DEV Community

Ethan Bray
Ethan Bray

Posted on • Originally published at ethanbray.com

Streaming Buffered PHP Output in Zend Framework

I was recently working on a feature that required me to retrieve large amounts of data (7 figure document counts) from Elasticsearch, modify the data and then output a CSV file. This feature needed to be performant and not have an adverse effect on the memory usage of the application's EC2 instance.

An original implementation of the feature retrieved all documents, stored them in memory and then created a file on disk that would be served to the user. This resulted in memory exhaustion, as well as taking up large amounts of disk space on production instances.

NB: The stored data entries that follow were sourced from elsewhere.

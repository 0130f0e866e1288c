//! Browser front end.
//!
//! Binds the DOM to a [`GameEngine`]: a canvas of holes, overlays for score,
//! timer and controls, keyboard / pointer listeners and a fixed-cadence
//! interval driving `tick`. The engine lives in a thread local, so listeners
//! and the interval take turns borrowing it.

use std::cell::RefCell;
use std::f64::consts::TAU;

use wasm_bindgen::JsCast;
use wasm_bindgen::prelude::*;
use web_sys::{CanvasRenderingContext2d, Document, Element, HtmlCanvasElement, window};

use crate::clock::TimeLeft;
use crate::config::GameConfig;
use crate::engine::{GameEngine, GameObserver, GamePhase, ScoreIndicator};
use crate::error::ConfigError;
use crate::input::{InputEvent, InputRouter};
use crate::layout::GridLayout;

const CANVAS_ID: &str = "md-board-canvas";
const START_LABEL: &str = "Start Playing (space)";
const STOP_LABEL: &str = "Stop Playing (space)";
const OVERLAY_STYLE: &str = "font-family:'Fira Code', monospace; font-size:16px; padding:4px 10px; background:rgba(0,0,0,0.42); border:1px solid #333; border-radius:6px; color:#ffd166; margin:4px;";

#[wasm_bindgen(start)]
pub fn wasm_start() {
    #[cfg(feature = "console_error_panic_hook")]
    console_error_panic_hook::set_once();
    // Already installed if the module is instantiated twice.
    console_log::init_with_level(log::Level::Info).ok();
}

/// Mount the reference game (30s, six holes on `Q W E / A S D`).
#[wasm_bindgen]
pub fn start_game() -> Result<(), JsValue> {
    mount(GameConfig::default())
}

/// Mount a game configured from JSON, e.g. `{"duration": 60, "slotCount": 9}`.
#[cfg(feature = "serde_json")]
#[wasm_bindgen]
pub fn start_game_with_config(json: &str) -> Result<(), JsValue> {
    let config = GameConfig::from_json(json).map_err(to_js)?;
    mount(config)
}

struct WebGame {
    engine: GameEngine<DomRenderer>,
    router: InputRouter,
}

thread_local! {
    static GAME: RefCell<Option<WebGame>> = RefCell::new(None);
}

/// Projection of engine callbacks onto the page. Holds only what it needs to
/// draw; game rules stay in the engine.
struct DomRenderer {
    ctx: CanvasRenderingContext2d,
    layout: GridLayout,
    key_labels: Vec<Option<char>>,
    active: Option<usize>,
    indicators: Vec<ScoreIndicator>,
    score: i64,
    score_el: Element,
    timer_el: Element,
    primary_btn: Element,
    resume_btn: Element,
    end_btn: Element,
    end_msg: Element,
}

impl DomRenderer {
    fn redraw(&self) {
        let ctx = &self.ctx;
        ctx.set_fill_style(&JsValue::from_str("#3b7d3b"));
        ctx.fill_rect(0.0, 0.0, self.layout.width, self.layout.height);

        let r = self.layout.hole_radius();
        for slot in 1..=self.layout.slot_count {
            let Some((cx, cy)) = self.layout.center(slot) else {
                continue;
            };
            circle(ctx, cx, cy, r, "#2b1d0e");
            if self.active == Some(slot) {
                draw_mole(ctx, cx, cy, r);
            }
            if let Some(Some(key)) = self.key_labels.get(slot - 1) {
                ctx.set_font("18px 'Fira Code', monospace");
                ctx.set_fill_style(&JsValue::from_str("#d8e8d0"));
                ctx.fill_text(&key.to_string(), cx, cy + r + 20.0).ok();
            }
        }

        ctx.set_font("bold 32px 'Fira Code', monospace");
        for ind in &self.indicators {
            let Some((cx, cy)) = self.layout.center(ind.slot) else {
                continue;
            };
            let (text, color) = if ind.delta > 0 {
                (format!("+{}", ind.delta), "#7CFC00")
            } else {
                (ind.delta.to_string(), "#ff4d4d")
            };
            ctx.set_fill_style(&JsValue::from_str(color));
            ctx.fill_text(&text, cx, cy - r - 8.0).ok();
        }
    }
}

impl GameObserver for DomRenderer {
    fn on_phase_changed(&mut self, phase: GamePhase) {
        let paused = phase == GamePhase::Paused;
        set_visible(&self.primary_btn, !paused);
        set_visible(&self.resume_btn, paused);
        set_visible(&self.end_btn, paused);
        set_visible(&self.end_msg, phase == GamePhase::Ended);
        let label = if phase == GamePhase::Running {
            STOP_LABEL
        } else {
            START_LABEL
        };
        self.primary_btn.set_text_content(Some(label));
        if phase == GamePhase::Ended {
            self.end_msg
                .set_text_content(Some(&format!("Game over! Final score: {}", self.score)));
        }
    }

    fn on_score_changed(&mut self, score: i64) {
        self.score = score;
        self.score_el
            .set_text_content(Some(&format!("Score: {score}")));
    }

    fn on_time_changed(&mut self, remaining: TimeLeft) {
        self.timer_el
            .set_text_content(Some(&format!("Time Left: {remaining}s")));
    }

    fn on_slot_activated(&mut self, slot: usize) {
        self.active = Some(slot);
        self.redraw();
    }

    fn on_slot_deactivated(&mut self, slot: usize) {
        if self.active == Some(slot) {
            self.active = None;
        }
        self.redraw();
    }

    fn on_score_indicator(&mut self, indicator: ScoreIndicator) {
        self.indicators.push(indicator);
        self.redraw();
    }

    fn on_indicator_cleared(&mut self, indicator: ScoreIndicator) {
        self.indicators.retain(|i| i.id != indicator.id);
        self.redraw();
    }
}

fn mount(config: GameConfig) -> Result<(), JsValue> {
    if GAME.with(|g| g.borrow().is_some()) {
        log::warn!("game already mounted; ignoring second start");
        return Ok(());
    }
    config.validate().map_err(to_js)?;
    let win = window().ok_or_else(|| JsValue::from_str("no window"))?;
    let doc = win
        .document()
        .ok_or_else(|| JsValue::from_str("no document"))?;
    let body = doc.body().ok_or_else(|| JsValue::from_str("no body"))?;

    let panel = ensure_element(&doc, "md-control-panel", "div")?;
    panel.set_attribute("style", "display:flex; justify-content:center; align-items:center; flex-wrap:wrap;")?;
    body.append_child(&panel)?;
    let score_el = overlay(&doc, &panel, "md-score", "div", "Score: 0")?;
    let timer_el = overlay(&doc, &panel, "md-timer", "div", "")?;
    let primary_btn = overlay(&doc, &panel, "md-start-stop", "button", START_LABEL)?;
    let resume_btn = overlay(&doc, &panel, "md-resume", "button", "Resume (space)")?;
    let end_btn = overlay(&doc, &panel, "md-end", "button", "End (esc)")?;
    let end_msg = overlay(&doc, &panel, "md-end-message", "div", "")?;

    let canvas: HtmlCanvasElement = ensure_element(&doc, CANVAS_ID, "canvas")?.dyn_into()?;
    canvas.set_width(600);
    canvas.set_height(400);
    canvas.set_attribute("style", "display:block; margin:12px auto; border:2px solid #222; border-radius:18px; cursor:pointer;")?;
    body.append_child(&canvas)?;
    let ctx: CanvasRenderingContext2d = canvas
        .get_context("2d")?
        .ok_or_else(|| JsValue::from_str("no 2d context"))?
        .dyn_into()?;
    ctx.set_text_align("center");

    let layout = GridLayout::new(
        config.slot_count,
        f64::from(canvas.width()),
        f64::from(canvas.height()),
    );
    let mut key_labels = vec![None; config.slot_count];
    for (&key, &slot) in &config.key_map {
        key_labels[slot - 1] = Some(key.to_ascii_uppercase());
    }

    let renderer = DomRenderer {
        ctx,
        layout,
        key_labels,
        active: None,
        indicators: Vec::new(),
        score: 0,
        score_el,
        timer_el,
        primary_btn: primary_btn.clone(),
        resume_btn: resume_btn.clone(),
        end_btn: end_btn.clone(),
        end_msg,
    };
    let tick_ms = i32::try_from(config.tick_interval_ms).map_err(|e| JsValue::from_str(&e.to_string()))?;
    let router = InputRouter::new(&config);
    let mut engine = GameEngine::new(config, renderer).map_err(to_js)?;

    // Paint the idle board before the first input.
    let remaining = engine.remaining();
    let renderer = engine.observer_mut();
    renderer.on_time_changed(remaining);
    renderer.on_phase_changed(GamePhase::Idle);
    renderer.redraw();

    GAME.with(|g| g.replace(Some(WebGame { engine, router })));

    // Keyboard: slot keys, space toggles, escape ends while paused.
    {
        let closure = Closure::wrap(Box::new(move |evt: web_sys::KeyboardEvent| {
            let key = evt.key();
            if key == " " {
                evt.prevent_default();
            }
            dispatch(InputEvent::Key(key));
        }) as Box<dyn FnMut(_)>);
        doc.add_event_listener_with_callback("keydown", closure.as_ref().unchecked_ref())?;
        closure.forget();
    }

    // Pointer: canvas-local offset coordinates to the hole under the cursor.
    {
        let closure = Closure::wrap(Box::new(move |evt: web_sys::MouseEvent| {
            let x = f64::from(evt.offset_x());
            let y = f64::from(evt.offset_y());
            let slot = GAME.with(|cell| {
                cell.borrow()
                    .as_ref()
                    .and_then(|game| game.engine.observer().layout.slot_at(x, y))
            });
            if let Some(slot) = slot {
                dispatch(InputEvent::SelectSlot(slot));
            }
        }) as Box<dyn FnMut(_)>);
        canvas.add_event_listener_with_callback("click", closure.as_ref().unchecked_ref())?;
        closure.forget();
    }

    for (button, event) in [
        (primary_btn, InputEvent::Toggle),
        (resume_btn, InputEvent::Toggle),
        (end_btn, InputEvent::Cancel),
    ] {
        let closure = Closure::wrap(Box::new(move |_evt: web_sys::MouseEvent| {
            dispatch(event.clone());
        }) as Box<dyn FnMut(_)>);
        button.add_event_listener_with_callback("click", closure.as_ref().unchecked_ref())?;
        closure.forget();
    }

    // Tick source: fires in every phase, the engine decides what a tick means.
    {
        let closure = Closure::wrap(Box::new(move || {
            GAME.with(|cell| {
                if let Some(game) = cell.borrow_mut().as_mut() {
                    game.engine.tick();
                }
            });
        }) as Box<dyn FnMut()>);
        win.set_interval_with_callback_and_timeout_and_arguments_0(
            closure.as_ref().unchecked_ref(),
            tick_ms,
        )?;
        closure.forget();
    }

    log::info!("mole dash mounted");
    Ok(())
}

fn to_js(err: ConfigError) -> JsValue {
    JsValue::from_str(&err.to_string())
}

fn dispatch(event: InputEvent) {
    GAME.with(|cell| {
        if let Some(game) = cell.borrow_mut().as_mut() {
            if let Some(command) = game.router.route(game.engine.phase(), &event) {
                game.engine.apply(command);
            }
        }
    });
}

/// Reuse an element by id or create it.
fn ensure_element(doc: &Document, id: &str, tag: &str) -> Result<Element, JsValue> {
    if let Some(el) = doc.get_element_by_id(id) {
        return Ok(el);
    }
    let el = doc.create_element(tag)?;
    el.set_id(id);
    Ok(el)
}

fn overlay(
    doc: &Document,
    parent: &Element,
    id: &str,
    tag: &str,
    text: &str,
) -> Result<Element, JsValue> {
    let el = ensure_element(doc, id, tag)?;
    el.set_text_content(Some(text));
    el.set_attribute("style", OVERLAY_STYLE)?;
    parent.append_child(&el)?;
    Ok(el)
}

fn set_visible(el: &Element, visible: bool) {
    if visible {
        el.remove_attribute("hidden").ok();
    } else {
        el.set_attribute("hidden", "").ok();
    }
}

fn circle(ctx: &CanvasRenderingContext2d, x: f64, y: f64, r: f64, color: &str) {
    ctx.begin_path();
    ctx.arc(x, y, r, 0.0, TAU).ok();
    ctx.set_fill_style(&JsValue::from_str(color));
    ctx.fill();
}

fn draw_mole(ctx: &CanvasRenderingContext2d, cx: f64, cy: f64, r: f64) {
    circle(ctx, cx, cy, r * 0.8, "#8b5a2b");
    circle(ctx, cx - r * 0.28, cy - r * 0.2, r * 0.1, "#111");
    circle(ctx, cx + r * 0.28, cy - r * 0.2, r * 0.1, "#111");
    circle(ctx, cx, cy + r * 0.12, r * 0.16, "#f4a3b5");
}
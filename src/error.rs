use thiserror::Error;

/// Reasons a [`GameConfig`](crate::config::GameConfig) is rejected.
#[derive(Debug, Error, PartialEq)]
pub enum ConfigError {
    #[error("countdown duration must be a positive number of seconds, got {0}")]
    InvalidDuration(f64),
    #[error("a board needs at least one slot")]
    NoSlots,
    #[error("tick interval must be at least 1ms")]
    ZeroTickInterval,
    #[error("tick interval of {0}ms is longer than a browser timer can wait")]
    TickIntervalTooLong(u32),
    #[error("key '{key}' is bound to slot {slot}, but the board has slots 1..={slot_count}")]
    KeyOutOfRange {
        key: char,
        slot: usize,
        slot_count: usize,
    },
    #[error("key '{0}' is reserved for start / pause / resume")]
    ReservedKey(char),
    #[error("invalid config JSON: {0}")]
    Parse(String),
}
/// Row-major grid of holes on a canvas. Slot 1 is top-left.
#[derive(Clone, Copy, Debug, PartialEq)]
pub struct GridLayout {
    pub cols: usize,
    pub rows: usize,
    pub width: f64,
    pub height: f64,
    pub slot_count: usize,
}

impl GridLayout {
    /// At most three holes per row, like the reference 3 x 2 board.
    pub fn new(slot_count: usize, width: f64, height: f64) -> Self {
        let cols = slot_count.clamp(1, 3);
        let rows = slot_count.div_ceil(cols).max(1);
        Self {
            cols,
            rows,
            width,
            height,
            slot_count,
        }
    }

    pub fn cell_size(&self) -> (f64, f64) {
        (self.width / self.cols as f64, self.height / self.rows as f64)
    }

    /// Centre of a slot's cell in canvas coordinates.
    pub fn center(&self, slot: usize) -> Option<(f64, f64)> {
        if slot == 0 || slot > self.slot_count {
            return None;
        }
        let idx = slot - 1;
        let (cw, ch) = self.cell_size();
        let col = (idx % self.cols) as f64;
        let row = (idx / self.cols) as f64;
        Some((col * cw + cw / 2.0, row * ch + ch / 2.0))
    }

    /// Radius of the hole drawn in every cell.
    pub fn hole_radius(&self) -> f64 {
        let (cw, ch) = self.cell_size();
        cw.min(ch) * 0.38
    }

    /// Slot under a canvas-local pointer position. Cells in the last row past
    /// `slot_count` are empty.
    pub fn slot_at(&self, x: f64, y: f64) -> Option<usize> {
        if x < 0.0 || y < 0.0 || x >= self.width || y >= self.height {
            return None;
        }
        let (cw, ch) = self.cell_size();
        let col = (x / cw).floor() as usize;
        let row = (y / ch).floor() as usize;
        let slot = row * self.cols + col + 1;
        (slot <= self.slot_count).then_some(slot)
    }
}
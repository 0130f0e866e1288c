//! Mole Dash core crate.
//!
//! A whack-a-mole reflex game. The timing / state engine is platform free:
//! [`GameEngine`] owns phase, countdown, score and the single active hole, and
//! reports everything through [`GameObserver`] callbacks. On `wasm32` the `web`
//! module mounts it on a canvas and exposes `start_game()` to JS.

mod clock;
mod config;
mod engine;
mod error;
mod input;
mod layout;
mod scheduler;
mod score;
mod tasks;
#[cfg(target_arch = "wasm32")]
mod web;

pub use clock::{Clock, TimeLeft};
pub use config::{GameConfig, TOGGLE_KEY};
pub use engine::{Command, EventLog, GameEngine, GameObserver, GamePhase, RenderEvent, ScoreIndicator};
pub use error::ConfigError;
pub use input::{InputEvent, InputRouter};
pub use layout::GridLayout;
pub use scheduler::{Activation, Slot, TargetScheduler};
pub use score::ScoreTracker;
#[cfg(target_arch = "wasm32")]
pub use web::start_game;
#[cfg(all(target_arch = "wasm32", feature = "serde_json"))]
pub use web::start_game_with_config;

// Optional small allocator for size (feature gated)
#[cfg(feature = "wee_alloc")]
#[global_allocator]
static ALLOC: wee_alloc::WeeAlloc = wee_alloc::WeeAlloc::INIT;
use std::fmt;

/// Remaining countdown time. Whole milliseconds, so repeated ticks never
/// accumulate rounding error or dip below zero.
#[derive(Clone, Copy, Debug, Default, PartialEq, Eq, PartialOrd, Ord)]
pub struct TimeLeft(u64);

impl TimeLeft {
    pub const ZERO: TimeLeft = TimeLeft(0);

    pub fn from_millis(ms: u64) -> Self {
        Self(ms)
    }

    pub fn as_millis(self) -> u64 {
        self.0
    }

    pub fn as_secs_f64(self) -> f64 {
        self.0 as f64 / 1000.0
    }

    pub fn is_zero(self) -> bool {
        self.0 == 0
    }
}

/// Two decimal places, the way the timer overlay shows it (`15.23`).
/// Rounds half up to the nearest hundredth, so `29985ms` reads `29.99`.
impl fmt::Display for TimeLeft {
    fn fmt(&self, f: &mut fmt::Formatter<'_>) -> fmt::Result {
        let centis = self.0.saturating_add(5) / 10;
        write!(f, "{}.{:02}", centis / 100, centis % 100)
    }
}

/// Countdown driven by a fixed-cadence tick source.
#[derive(Clone, Debug)]
pub struct Clock {
    step_ms: u64,
    remaining_ms: u64,
    running: bool,
    expired: bool,
}

impl Clock {
    /// `step_ms` is how much one tick removes from the countdown.
    pub fn new(duration_ms: u64, step_ms: u64) -> Self {
        Self {
            step_ms,
            remaining_ms: duration_ms,
            running: false,
            expired: false,
        }
    }

    pub fn start(&mut self, duration_ms: u64) {
        self.remaining_ms = duration_ms;
        self.expired = duration_ms == 0;
        self.running = !self.expired;
    }

    pub fn stop(&mut self) {
        self.running = false;
    }

    /// Continue from the retained remaining time. No effect once expired.
    pub fn resume(&mut self) {
        if !self.expired {
            self.running = true;
        }
    }

    pub fn tick(&mut self) -> TimeLeft {
        if self.running && !self.expired {
            self.remaining_ms = self.remaining_ms.saturating_sub(self.step_ms);
            if self.remaining_ms == 0 {
                self.expired = true;
                self.running = false;
            }
        }
        self.remaining()
    }

    pub fn remaining(&self) -> TimeLeft {
        TimeLeft(self.remaining_ms)
    }

    pub fn is_expired(&self) -> bool {
        self.expired
    }

    pub fn is_running(&self) -> bool {
        self.running
    }
}

#[cfg(test)]
mod tests {
    use super::*;

    #[test]
    fn counts_down_only_while_running() {
        let mut clock = Clock::new(1_000, 10);
        assert_eq!(clock.tick().as_millis(), 1_000);

        clock.start(1_000);
        assert_eq!(clock.tick().as_millis(), 990);
        clock.stop();
        clock.stop();
        assert_eq!(clock.tick().as_millis(), 990);
        clock.resume();
        assert_eq!(clock.tick().as_millis(), 980);
    }

    #[test]
    fn expires_once_and_clamps_at_zero() {
        let mut clock = Clock::new(25, 10);
        clock.start(25);
        clock.tick();
        clock.tick();
        assert!(!clock.is_expired());
        assert_eq!(clock.tick(), TimeLeft::ZERO);
        assert!(clock.is_expired());
        assert!(!clock.is_running());

        // Stays expired; resume cannot revive it, start can.
        clock.resume();
        assert_eq!(clock.tick(), TimeLeft::ZERO);
        clock.start(25);
        assert!(!clock.is_expired());
        assert_eq!(clock.tick().as_millis(), 15);
    }

    #[test]
    fn formats_two_decimals() {
        assert_eq!(TimeLeft::from_millis(30_000).to_string(), "30.00");
        assert_eq!(TimeLeft::from_millis(15_230).to_string(), "15.23");
        assert_eq!(TimeLeft::from_millis(29_985).to_string(), "29.99");
        assert_eq!(TimeLeft::from_millis(9_996).to_string(), "10.00");
        assert_eq!(TimeLeft::from_millis(4).to_string(), "0.00");
        assert_eq!(TimeLeft::from_millis(5).to_string(), "0.01");
        assert_eq!(TimeLeft::ZERO.to_string(), "0.00");
    }
}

This pseudocode represents the initial implementation we had:

class ExportController() {
    public function exportAction(): Stream {
        $exportQuery = $this->params()->fromPost('query');
        $this->dataExporter->export($exportQuery);

        $response        = $this->getResponse();
        $responseHeaders = $response
            ->getHeaders()
            ->addHeaders([
                'Content-Description'       => 'File Transfer',
                'Content-Type'              => 'text/csv',
                'Content-Transfer-Encoding' => 'binary',
                'Expires'                   => 0,
                'Cache-Control'             => 'must-revalidate',
                'Pragma'                    => 'public',
            ]);
        $response->setHeaders($responseHeaders);
        $response->setContent($fileContents);
        return $response;
    }
}

class DataExporter {
    public function export($exportQuery)
    {
        // Get all of the results
        $results = $this->elasticsearchService->getData($exportQuery);

        // Iterate through data and output to CSV file
        $filePointer = fopen('/tmp/data.csv', 'wb');
        foreach ($results as $result) {
            fputcsv($filePointer, $result, ',');
        }
    }
}

fputcsv takes a resource as its first parameter, including a resource that points to a PHP I/O stream such as php://output. By replacing /tmp/data.csv with php://output we removed our need to create CSV files on the server.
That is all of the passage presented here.